Genetic marker services involve the analysis of specific DNA sequences or variations in the genome that are associated with particular traits, diseases, or genetic conditions. Here are some common genetic marker services provided by diagnostic centers and genetic testing laboratories:

SNP genotyping services identify single nucleotide variations in the DNA sequence among individuals. SNPs are the most common type of genetic variation in the human genome and can be associated with susceptibility to diseases, drug response, and other traits.

CNV analysis detects variations in the number of copies of specific genomic regions, ranging from deletions to duplications. CNVs can influence gene expression and are associated with various genetic disorders, including neurodevelopmental disorders, cancer, and rare diseases.

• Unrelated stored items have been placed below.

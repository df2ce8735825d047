use crate::storage::{SettingsStore, ENABLED_KEY, RULES_KEY};
use async_trait::async_trait;
use serde_json::Value;
use std::collections::HashMap;
use std::sync::atomic::{AtomicBool, AtomicUsize, Ordering};
use std::sync::{Mutex, MutexGuard};

/// Settings held in memory; used by tests and embedders that persist elsewhere
#[derive(Default)]
pub struct MemorySettingsStore {
    values: Mutex<HashMap<String, Value>>,
    fail_io: AtomicBool,
    saves: AtomicUsize,
}

impl MemorySettingsStore {
    pub fn new() -> Self {
        Self::default()
    }

    fn values(&self) -> MutexGuard<'_, HashMap<String, Value>> {
        self.values.lock().unwrap_or_else(|e| e.into_inner())
    }

    /// Store an arbitrary payload under the rules key, bypassing validation
    pub fn put_raw_rules(&self, value: Value) {
        self.values().insert(RULES_KEY.to_string(), value);
    }

    pub fn put_raw_enabled(&self, value: Value) {
        self.values().insert(ENABLED_KEY.to_string(), value);
    }

    pub fn raw(&self, key: &str) -> Option<Value> {
        self.values().get(key).cloned()
    }

    /// Make every subsequent load and save fail
    pub fn set_failing(&self, failing: bool) {
        self.fail_io.store(failing, Ordering::SeqCst);
    }

    pub fn save_count(&self) -> usize {
        self.saves.load(Ordering::SeqCst)
    }
}

#[async_trait]
impl SettingsStore for MemorySettingsStore {
    async fn load_raw(&self, key: &str) -> anyhow::Result<Option<Value>> {
        if self.fail_io.load(Ordering::SeqCst) {
            anyhow::bail!("settings backend unavailable");
        }
        Ok(self.raw(key))
    }

    async fn save_raw(&self, key: &str, value: Value) -> anyhow::Result<()> {
        if self.fail_io.load(Ordering::SeqCst) {
            anyhow::bail!("settings backend unavailable");
        }
        self.values().insert(key.to_string(), value);
        self.saves.fetch_add(1, Ordering::SeqCst);
        Ok(())
    }
}
//! Durable settings: rules and the global enabled flag
//!
//! Settings are JSON values under fixed keys in a key/value backend. Loading
//! is forgiving: entries that do not decode are dropped with a warning and the
//! rest load normally.

mod memory_store;
mod sqlite_store;

pub use memory_store::MemorySettingsStore;
pub use sqlite_store::SqliteSettingsStore;

use crate::models::InterceptRule;
use async_trait::async_trait;
use serde_json::Value;

pub const RULES_KEY: &str = "intercept_rules";
pub const ENABLED_KEY: &str = "intercept_enabled";

/// Key/value persistence for interceptor settings.
///
/// Backends implement the raw pair; the typed helpers apply validation.
#[async_trait]
pub trait SettingsStore: Send + Sync {
    async fn load_raw(&self, key: &str) -> anyhow::Result<Option<Value>>;

    async fn save_raw(&self, key: &str, value: Value) -> anyhow::Result<()>;

    async fn load_rules(&self) -> anyhow::Result<Vec<InterceptRule>> {
        Ok(parse_rules(self.load_raw(RULES_KEY).await?))
    }

    async fn save_rules(&self, rules: &[InterceptRule]) -> anyhow::Result<()> {
        self.save_raw(RULES_KEY, serde_json::to_value(rules)?).await
    }

    async fn load_enabled(&self) -> anyhow::Result<bool> {
        Ok(parse_enabled(self.load_raw(ENABLED_KEY).await?))
    }

    async fn save_enabled(&self, enabled: bool) -> anyhow::Result<()> {
        self.save_raw(ENABLED_KEY, Value::Bool(enabled)).await
    }
}

/// Decode stored rules, keeping every entry that is a valid rule
pub fn parse_rules(raw: Option<Value>) -> Vec<InterceptRule> {
    let items = match raw {
        Some(Value::Array(items)) => items,
        Some(other) => {
            tracing::warn!("Stored rules are not a list, ignoring: {}", other);
            return Vec::new();
        }
        None => return Vec::new(),
    };

    items
        .into_iter()
        .filter_map(|mut item| {
            // Rules saved before method filters existed have no httpMethods
            if let Value::Object(obj) = &mut item {
                if !obj.get("httpMethods").map_or(false, Value::is_array) {
                    obj.insert("httpMethods".into(), Value::Array(Vec::new()));
                }
            }
            match serde_json::from_value::<InterceptRule>(item.clone()) {
                Ok(rule) => Some(rule),
                Err(err) => {
                    tracing::warn!("Dropping invalid rule from storage ({}): {}", err, item);
                    None
                }
            }
        })
        .collect()
}

/// Anything but a stored boolean reads as disabled
pub fn parse_enabled(raw: Option<Value>) -> bool {
    matches!(raw, Some(Value::Bool(true)))
}

#[cfg(test)]
mod tests {
    use super::*;
    use crate::models::{HeaderEntry, RequestStage, RuleAction};
    use serde_json::json;

    fn valid_rule(id: &str) -> Value {
        json!({
            "id": id,
            "enabled": true,
            "urlPattern": "*api*",
            "resourceTypes": [],
            "httpMethods": ["GET"],
            "requestStage": "Request",
            "action": { "type": "pause" },
            "label": "API"
        })
    }

    #[test]
    fn drops_invalid_entries_and_keeps_the_rest() {
        let raw = json!([
            valid_rule("r1"),
            { "id": "broken" },
            42,
            null,
            {
                "id": "r2",
                "enabled": true,
                "urlPattern": "*",
                "resourceTypes": [],
                "requestStage": "Sideways",
                "action": { "type": "pause" },
                "label": "bad stage"
            },
            {
                "id": "r3",
                "enabled": true,
                "urlPattern": "*",
                "resourceTypes": [],
                "requestStage": "Request",
                "action": { "type": "teleport" },
                "label": "bad action"
            },
            valid_rule("r4"),
        ]);
        let rules = parse_rules(Some(raw));
        let ids: Vec<_> = rules.iter().map(|r| r.id.as_str()).collect();
        assert_eq!(ids, vec!["r1", "r4"]);
        assert_eq!(rules[0].action, RuleAction::Pause);
    }

    #[test]
    fn backfills_missing_or_malformed_http_methods() {
        let mut missing = valid_rule("r1");
        missing.as_object_mut().unwrap().remove("httpMethods");
        let mut wrong_type = valid_rule("r2");
        wrong_type["httpMethods"] = json!("GET");

        let rules = parse_rules(Some(json!([missing, wrong_type])));
        assert_eq!(rules.len(), 2);
        assert!(rules.iter().all(|r| r.http_methods.is_empty()));
        assert_eq!(rules[0].request_stage, RequestStage::Request);
    }

    #[test]
    fn keeps_modify_rules_with_header_objects() {
        let mut rule = valid_rule("r1");
        rule["action"] = json!({
            "type": "modify-request",
            "modifications": { "url": "https://api.example.com/v2", "headers": { "X-Env": "staging" } }
        });

        let rules = parse_rules(Some(json!([rule])));
        assert_eq!(rules.len(), 1);
        let RuleAction::ModifyRequest { modifications } = &rules[0].action else {
            panic!("expected modify-request, got {:?}", rules[0].action);
        };
        assert_eq!(
            modifications.headers,
            Some(vec![HeaderEntry::new("X-Env", "staging")])
        );
        assert_eq!(modifications.url.as_deref(), Some("https://api.example.com/v2"));
    }

    #[test]
    fn non_list_payload_degrades_to_empty() {
        assert!(parse_rules(Some(json!({ "id": "r1" }))).is_empty());
        assert!(parse_rules(Some(json!("rules"))).is_empty());
        assert!(parse_rules(None).is_empty());
    }

    #[test]
    fn enabled_flag_defaults_to_false() {
        assert!(parse_enabled(Some(json!(true))));
        assert!(!parse_enabled(Some(json!(false))));
        assert!(!parse_enabled(Some(json!("true"))));
        assert!(!parse_enabled(Some(json!(1))));
        assert!(!parse_enabled(None));
    }
}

GWAS services analyze genetic variations across the entire genome to identify associations between specific genetic markers and traits or diseases. GWAS have been instrumental in discovering genetic risk factors for complex diseases such as diabetes, cardiovascular disease, and psychiatric disorders.

Haplotype analysis determines the combination of alleles (genetic variants) present on a single chromosome. Haplotypes can provide insights into population genetics, evolutionary relationships, and disease susceptibility.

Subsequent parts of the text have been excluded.